Louisiana's path to a medical marijuana program has been a tortuous and frustrating one. State lawmakers passed a law instating a limited program in 2015. But cannabis products did not begin to reach patients at the nine approved pharmacies until August of last year. There are still fewer than 4,500 patients registered to access cannabis products under the law.
After what has been an agonizing delay for many patients, Louisiana's legislature has finally taken moves to expand the program.
The program will still allow only extracts, tinctures and other such preparations—not actual herbaceous cannabis, either smoked or vaped. And only two "agricultural centers" are permitted to cultivate and process—one at Louisiana State University and one at Southern University, both in Baton Rouge and the latter an historically Black university. LSU, partnering with the private Wellcana Group, finally produced enough cannabis to begin supplying the approved pharmacies a year ago, Associated Press notes. The Advocate, the state's biggest newspaper, last month reported the happy news that Southern University, partnering with Ilera Holistic Healthcare, finally shipped out its first tinctures and other products last month.
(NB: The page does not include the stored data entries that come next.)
//! Typed builder for Update streams.
//!
//! Every method appends one complete instruction, so a finished writer always
//! yields a stream the VM can decode without underrun. Id allocation is
//! sequential per kind and lives here so directors never hand-pick wire ids.

use glam::DVec2;

use scenewire_bytecode::{AnchorId, ByteStream, Color, MacroId, NodeId, RenderOp, UpdateOp};

/// Builder over a [`ByteStream`] emitting well-formed Update instructions.
///
/// The id counters persist across [`finish`](Self::finish), so one writer can
/// produce many streams for the same session without reusing ids.
#[derive(Debug, Default)]
pub struct UpdateWriter {
    stream: ByteStream,
    next_macro: u16,
    next_node: u16,
    next_anchor: u16,
    /// Slot counter for the macro definition currently being emitted.
    slot_count: u16,
}

impl UpdateWriter {
    pub fn new() -> Self {
        Self::default()
    }

    /// Take the accumulated stream, leaving the writer ready for the next
    /// frame with its id counters intact.
    pub fn finish(&mut self) -> Vec<u8> {
        std::mem::take(&mut self.stream).into_bytes()
    }

    fn push_op(&mut self, op: UpdateOp) {
        self.stream.push_u8(op.to_byte());
    }

    // --- macro definition ---

    /// Open a macro definition under a freshly allocated id.
    pub fn macro_start(&mut self) -> MacroId {
        self.push_op(UpdateOp::MacroStart);
        let id = MacroId(self.next_macro);
        self.stream.push_u16(id.0);
        self.next_macro += 1;
        self.slot_count = 0;
        id
    }

    pub fn macro_end(&mut self) {
        self.push_op(UpdateOp::MacroEnd);
    }

    /// Append a render opcode to the open definition's body.
    pub fn macro_op(&mut self, op: RenderOp) {
        self.push_op(UpdateOp::MacroOp);
        self.stream.push_u8(op.to_byte());
    }

    /// Declare a variable slot of `width` bytes; returns its number.
    pub fn macro_var(&mut self, width: u8) -> u16 {
        self.push_op(UpdateOp::MacroVar);
        self.stream.push_u8(width);
        let slot = self.slot_count;
        self.slot_count += 1;
        slot
    }

    /// Splice a declared slot into the body at the current position.
    pub fn macro_use_var(&mut self, slot: u16) {
        self.push_op(UpdateOp::MacroUseVar);
        self.stream.push_u16(slot);
    }

    fn macro_use_const(&mut self, bytes: &[u8]) {
        debug_assert!(bytes.len() <= u8::MAX as usize);
        self.push_op(UpdateOp::MacroUseConst);
        self.stream.push_u8(bytes.len() as u8);
        self.stream.push_bytes(bytes);
    }

    pub fn macro_use_const_u8(&mut self, value: u8) {
        self.macro_use_const(&[value]);
    }

    pub fn macro_use_const_u16(&mut self, value: u16) {
        self.macro_use_const(&value.to_le_bytes());
    }

    pub fn macro_use_const_vec2(&mut self, value: DVec2) {
        let mut buf = ByteStream::new();
        buf.push_vec2(value);
        self.macro_use_const(buf.as_bytes());
    }

    pub fn macro_use_const_color(&mut self, color: Color) {
        self.macro_use_const(&color.to_bytes());
    }

    // --- scene mutation ---

    /// Create a node under a freshly allocated id, parented to the root.
    pub fn node_create(&mut self) -> NodeId {
        self.push_op(UpdateOp::NodeCreate);
        let id = NodeId(self.next_node);
        self.stream.push_u16(id.0);
        self.next_node += 1;
        id
    }

    /// Bind `node`'s content to `template` with the given argument block.
    ///
    /// `args` must be exactly as wide as the macro's declared slots combined;
    /// the VM rejects anything shorter when it compiles the binding.
    pub fn node_set_content(&mut self, node: NodeId, template: MacroId, args: &[u8]) {
        self.push_op(UpdateOp::NodeSetContent);
        self.stream.push_u16(node.0);
        self.stream.push_u16(template.0);
        self.stream.push_bytes(args);
    }

    pub fn node_set_parent(&mut self, node: NodeId, parent: NodeId) {
        self.push_op(UpdateOp::NodeSetParent);
        self.stream.push_u16(node.0);
        self.stream.push_u16(parent.0);
    }

    pub fn node_set_position(&mut self, node: NodeId, position: DVec2) {
        self.push_op(UpdateOp::NodeSetPosition);
        self.stream.push_u16(node.0);
        self.stream.push_vec2(position);
    }

    pub fn node_set_rotation(&mut self, node: NodeId, radians: f64) {
        self.push_op(UpdateOp::NodeSetRotation);
        self.stream.push_u16(node.0);
        self.stream.push_rotation(radians);
    }

    pub fn node_set_scale(&mut self, node: NodeId, scale: DVec2) {
        self.push_op(UpdateOp::NodeSetScale);
        self.stream.push_u16(node.0);
        self.stream.push_scale(scale);
    }

    /// Create an anchor at `offset` in `node`'s local space.
    pub fn anchor_create(&mut self, node: NodeId, offset: DVec2) -> AnchorId {
        self.push_op(UpdateOp::AnchorCreate);
        let id = AnchorId(self.next_anchor);
        self.stream.push_u16(id.0);
        self.next_anchor += 1;
        self.stream.push_u16(node.0);
        self.stream.push_vec2(offset);
        id
    }
}
use log::info;

use scenewire_director::{BounceDirector, Director};
use scenewire_vm::{Player, RecordingSurface};

pub struct RunArgs {
    pub frames: u64,
    pub json: bool,
}

/// Drive the demo director through a headless player, one render pass per
/// frame, printing the recorded drawing calls.
pub fn run(args: RunArgs) {
    let mut director = BounceDirector::new();
    let mut player = Player::new();
    let mut surface = RecordingSurface::new();

    if let Err(e) = player.update(director.init()) {
        eprintln!("error: {}", e);
        std::process::exit(1);
    }
    info!("session established, {} macros", player.macro_count());

    for frame in 0..args.frames {
        let stream = director.update();
        if let Err(e) = player.update(stream) {
            eprintln!("error: frame {}: {}", frame, e);
            std::process::exit(1);
        }
        if let Err(e) = player.render(&mut surface) {
            eprintln!("error: frame {}: {}", frame, e);
            std::process::exit(1);
        }

        let calls = surface.take_calls();
        if args.json {
            let line = serde_json::to_string(&calls).expect("surface calls serialize");
            println!("{}", line);
        } else {
            println!("frame {}", frame);
            for call in &calls {
                println!("  {:?}", call);
            }
        }
    }
}
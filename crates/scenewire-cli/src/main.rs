mod cli;
mod commands;

use clap::Parser;

use cli::{Cli, Command};

fn main() {
    env_logger::init();

    match Cli::parse().command {
        Command::Run { frames, json } => {
            commands::run::run(commands::run::RunArgs { frames, json });
        }
        Command::Dump { file, demo } => {
            commands::dump::run(commands::dump::DumpArgs { file, demo });
        }
    }
}
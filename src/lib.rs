//! # giftwise
//!
//! Gift recommendation pipeline backed by a hosted LLM (OpenRouter).
//!
//! A finished questionnaire becomes a gift "persona", a ranked list of gift
//! recommendations and a personalized Thai card message. The crate assembles
//! the prompts, calls the provider, interprets the model's reply and exposes
//! the whole flow over HTTP.
//!
//! - [`prompts`] - Prompt builder (pure, Tera templates)
//! - [`llms`] - Model gateway ([`ModelGateway`] trait, OpenRouter provider)
//! - [`utilities::converter`] - Response interpreter
//! - [`orchestrator`] - Request validation and dispatch
//! - [`server`] - axum HTTP surface
//! - [`session`] - Client-held assessment state

pub mod config;
pub mod llms;
pub mod orchestrator;
pub mod prompts;
pub mod server;
pub mod session;
pub mod types;
pub mod utilities;

pub use config::AppConfig;
pub use llms::{GatewayError, ModelGateway, OpenRouterGateway};
pub use orchestrator::{ErrorKind, Orchestrator, OrchestratorError, OrchestratorSettings, Outcome};
pub use session::AssessmentSession;
pub use types::{AnalysisResult, PersonaResult, PersonaType, RecommendationItem};
pub use utilities::converter::{parse_analysis, parse_question_list};

/// Library version.
pub const VERSION: &str = env!("CARGO_PKG_VERSION");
And now, under a trio of new laws that were passed in June and went into effect Aug. 1, the ability of patients to access these products will be expanded. At last, the program seems poised for growth.
Trio of new bills
The most significant the new measures, House Bill 819, expands the discretion of physicians to recommend cannabis. Rather than having to conform to the list of conditions named in the 2015 law, doctors can now approve cannabis products for "any condition" that they consider "debilitating to an individual patient," provided only that the condition is one the doctor "is qualified through his [or her] medical education and training to treat."
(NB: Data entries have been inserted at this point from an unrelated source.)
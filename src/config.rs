//! Service configuration.
//!
//! Values are resolved in three layers: built-in defaults, an optional YAML
//! file named by `GIFTWISE_CONFIG`, then environment variables.
//!
//! # Environment Variables
//!
//! - `OPENROUTER_API_KEY` — provider API key (no default)
//! - `OPENROUTER_BASE_URL` — provider base URL
//! - `APP_URL` — sent to the provider as `HTTP-Referer`
//! - `GIFTWISE_MODEL` — model used for questions, analysis and card messages
//! - `GIFTWISE_MAX_QUESTIONS` — cap on generated questions (10-15)
//! - `GIFTWISE_JSON_MODE` — request structured JSON output for analysis
//! - `GIFTWISE_RETRY`, `GIFTWISE_MAX_RETRIES`, `GIFTWISE_RETRY_BACKOFF_MS` — retry policy
//! - `GIFTWISE_TIMEOUT_SECS` — per-request timeout
//! - `GIFTWISE_DEV` — include error details in failure envelopes
//! - `PORT` — HTTP port

use std::fmt;
use std::path::Path;
use std::str::FromStr;
use std::time::Duration;

use serde::{Deserialize, Serialize};

use crate::utilities::errors::ConfigError;

pub const DEFAULT_BASE_URL: &str = "https://openrouter.ai/api/v1";
pub const DEFAULT_APP_URL: &str = "http://localhost:3000";
pub const DEFAULT_MODEL: &str = "openai/gpt-4-turbo";
pub const DEFAULT_MAX_QUESTIONS: usize = 10;
pub const MAX_QUESTIONS_CEILING: usize = 15;
pub const DEFAULT_PORT: u16 = 8080;

/// Bounded retry with exponential backoff for provider calls.
///
/// Disabled by default: every call is attempted exactly once.
#[derive(Debug, Clone, PartialEq, Eq, Serialize, Deserialize)]
#[serde(default)]
pub struct RetryPolicy {
    pub enabled: bool,
    pub max_retries: u32,
    pub initial_backoff_ms: u64,
}

impl Default for RetryPolicy {
    fn default() -> Self {
        Self {
            enabled: false,
            max_retries: 2,
            initial_backoff_ms: 500,
        }
    }
}

impl RetryPolicy {
    /// Total attempts per call, including the first.
    pub fn attempts(&self) -> u32 {
        if self.enabled {
            self.max_retries + 1
        } else {
            1
        }
    }

    pub fn initial_backoff(&self) -> Duration {
        Duration::from_millis(self.initial_backoff_ms)
    }
}

/// Top-level configuration for the service.
#[derive(Clone, Serialize, Deserialize)]
#[serde(default)]
pub struct AppConfig {
    /// OpenRouter API key. When absent every provider call fails with a
    /// configuration error.
    pub api_key: Option<String>,
    pub base_url: String,
    pub app_url: String,
    pub default_model: String,
    pub max_questions: usize,
    /// Ask the provider for `response_format: json_object` on analysis calls.
    pub json_mode: bool,
    pub retry: RetryPolicy,
    pub request_timeout_secs: Option<u64>,
    pub expose_error_details: bool,
    pub port: u16,
}

impl Default for AppConfig {
    fn default() -> Self {
        Self {
            api_key: None,
            base_url: DEFAULT_BASE_URL.to_string(),
            app_url: DEFAULT_APP_URL.to_string(),
            default_model: DEFAULT_MODEL.to_string(),
            max_questions: DEFAULT_MAX_QUESTIONS,
            json_mode: false,
            retry: RetryPolicy::default(),
            request_timeout_secs: None,
            expose_error_details: false,
            port: DEFAULT_PORT,
        }
    }
}

impl fmt::Debug for AppConfig {
    fn fmt(&self, f: &mut fmt::Formatter<'_>) -> fmt::Result {
        f.debug_struct("AppConfig")
            .field("api_key", &self.api_key.as_ref().map(|_| "<redacted>"))
            .field("base_url", &self.base_url)
            .field("app_url", &self.app_url)
            .field("default_model", &self.default_model)
            .field("max_questions", &self.max_questions)
            .field("json_mode", &self.json_mode)
            .field("retry", &self.retry)
            .field("request_timeout_secs", &self.request_timeout_secs)
            .field("expose_error_details", &self.expose_error_details)
            .field("port", &self.port)
            .finish()
    }
}

impl AppConfig {
    /// Load from `GIFTWISE_CONFIG` (if set) and the process environment.
    pub fn load() -> Result<Self, ConfigError> {
        let mut config = match std::env::var("GIFTWISE_CONFIG") {
            Ok(path) if !path.trim().is_empty() => Self::from_yaml_file(path)?,
            _ => Self::default(),
        };
        config.apply_env(|key| std::env::var(key).ok())?;
        Ok(config)
    }

    pub fn from_yaml_file(path: impl AsRef<Path>) -> Result<Self, ConfigError> {
        let path = path.as_ref();
        let content = std::fs::read_to_string(path).map_err(|source| ConfigError::Io {
            path: path.display().to_string(),
            source,
        })?;
        Self::from_yaml_str(&content)
    }

    pub fn from_yaml_str(content: &str) -> Result<Self, ConfigError> {
        let mut config: Self = serde_yaml::from_str(content)?;
        config.normalize();
        Ok(config)
    }

    /// Apply environment overrides using `lookup` to read variables.
    pub fn apply_env<F>(&mut self, lookup: F) -> Result<(), ConfigError>
    where
        F: Fn(&str) -> Option<String>,
    {
        let get = |key: &str| lookup(key).filter(|v| !v.trim().is_empty());

        if let Some(key) = get("OPENROUTER_API_KEY") {
            self.api_key = Some(key);
        }
        if let Some(url) = get("OPENROUTER_BASE_URL") {
            self.base_url = url;
        }
        if let Some(url) = get("APP_URL") {
            self.app_url = url;
        }
        if let Some(model) = get("GIFTWISE_MODEL") {
            self.default_model = model;
        }
        if let Some(raw) = get("GIFTWISE_MAX_QUESTIONS") {
            self.max_questions = parse_number("GIFTWISE_MAX_QUESTIONS", &raw)?;
        }
        if let Some(raw) = get("GIFTWISE_JSON_MODE") {
            self.json_mode = parse_flag("GIFTWISE_JSON_MODE", &raw)?;
        }
        if let Some(raw) = get("GIFTWISE_RETRY") {
            self.retry.enabled = parse_flag("GIFTWISE_RETRY", &raw)?;
        }
        if let Some(raw) = get("GIFTWISE_MAX_RETRIES") {
            self.retry.max_retries = parse_number("GIFTWISE_MAX_RETRIES", &raw)?;
        }
        if let Some(raw) = get("GIFTWISE_RETRY_BACKOFF_MS") {
            self.retry.initial_backoff_ms = parse_number("GIFTWISE_RETRY_BACKOFF_MS", &raw)?;
        }
        if let Some(raw) = get("GIFTWISE_TIMEOUT_SECS") {
            self.request_timeout_secs = Some(parse_number("GIFTWISE_TIMEOUT_SECS", &raw)?);
        }
        if let Some(raw) = get("GIFTWISE_DEV") {
            self.expose_error_details = parse_flag("GIFTWISE_DEV", &raw)?;
        }
        if let Some(raw) = get("PORT") {
            self.port = parse_number("PORT", &raw)?;
        }

        self.normalize();
        Ok(())
    }

    pub fn request_timeout(&self) -> Option<Duration> {
        self.request_timeout_secs.map(Duration::from_secs)
    }

    fn normalize(&mut self) {
        self.max_questions = self
            .max_questions
            .clamp(DEFAULT_MAX_QUESTIONS, MAX_QUESTIONS_CEILING);
        while self.base_url.ends_with('/') {
            self.base_url.pop();
        }
        if self.api_key.as_deref().is_some_and(|k| k.trim().is_empty()) {
            self.api_key = None;
        }
    }
}

fn parse_number<T: FromStr>(key: &str, raw: &str) -> Result<T, ConfigError> {
    raw.trim().parse().map_err(|_| ConfigError::InvalidValue {
        key: key.to_string(),
        value: raw.to_string(),
    })
}

fn parse_flag(key: &str, raw: &str) -> Result<bool, ConfigError> {
    match raw.trim().to_ascii_lowercase().as_str() {
        "1" | "true" | "yes" | "on" => Ok(true),
        "0" | "false" | "no" | "off" => Ok(false),
        _ => Err(ConfigError::InvalidValue {
            key: key.to_string(),
            value: raw.to_string(),
        }),
    }
}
The 2015 law, known as the Therapeutic Marijuana Act, listed the standard conditions, including HIV/AIDS, cancer, epilepsy and other seizure disorders, glaucoma, post-traumatic stress disorder and Parkinson's disease.
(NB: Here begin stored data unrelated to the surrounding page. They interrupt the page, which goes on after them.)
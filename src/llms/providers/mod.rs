//! LLM provider implementations.
//!
//! Each provider implements [`ModelGateway`](crate::llms::base_llm::ModelGateway)
//! and owns authentication, request formatting and error mapping for its API.
//!
//! | Provider | Module |
//! |----------|--------|
//! | OpenRouter | [`openrouter`] |

pub mod openrouter;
As national advocacy group NORML notes, Louisiana joins a handful of other states—including California, Virginia and Maine—that have enacted similar measures giving physicians the ability to recommend cannabis preparations to any patient they believe may benefit from them.
When the bill signed by Gov. John Bel Edwards in June, NORML hailed it as meaningful progress.
"This is common sense legislation that provides physicians, not lawmakers, the ability and discretion to decide what treatment options are best for their patients," NORML deputy director Paul Armentano said in a statement. "Just as doctors are entrusted to make decisions with regard to the supervised use of opioids and other medicines—many of which pose far greater risks to patients than cannabis—the law should provide doctors with similar flexibility when it comes to recommending cannabis therapy to a bona fide patient."
Another of the new measures to take effect addresses the question of cannabis use in hospitals, and other healthcare facilities. HB 418 provides immunity from prosecution to "any facility that is licensed by the Louisiana Department of Health that has patients in its care using medical marijuana." HB 211 similarly provides immunity for banks and other financial institutions that provide services to state-licensed cannabis businesses.
Groping toward social justice
As an AP account notes, these three bills were part of a modest wave of progressive legislation passed by Louisiana lawmakers this year. Other measures limit the use of solitary confinement on pregnant prisoners, and increase the ways those sent to prison as juveniles can seek parole.
Local activists feel that progress is long overdue in the Pelican State. In 2016, a "JustSouth" index produced by the Jesuit Social Research Institute at Loyola University sought to measure social justice across the Southern states. It ranked Louisiana dead last on measures of poverty, racial disparity and exclusion. The Research Institute's Jeanie Donovan called it a "a grim picture" in comments to NOLA.com.
Low-income families, immigrants and workers of color are worse off in Louisiana than anywhere else in the United States, the report found. The average low-income household in Louisiana earned only $11,156 in 2014. The Research Institute calculated that a two-person family needs to earn "$45,840 a year to afford basic necessities," Donovan said.
These conditions reflect the region's history of "slavery, Jim Crow segregation and continuing inequality," added the Rev. Fred Kammer, director of the Research Institute.
The other Gulf states ranked almost as poorly. Alabama placed 48th, Texas 49th and Mississippi 50th. Florida had the highest ranking in the region, at 41st place.
Hardly coincidentally, Louisiana has some of the harshest marijuana laws in the nation.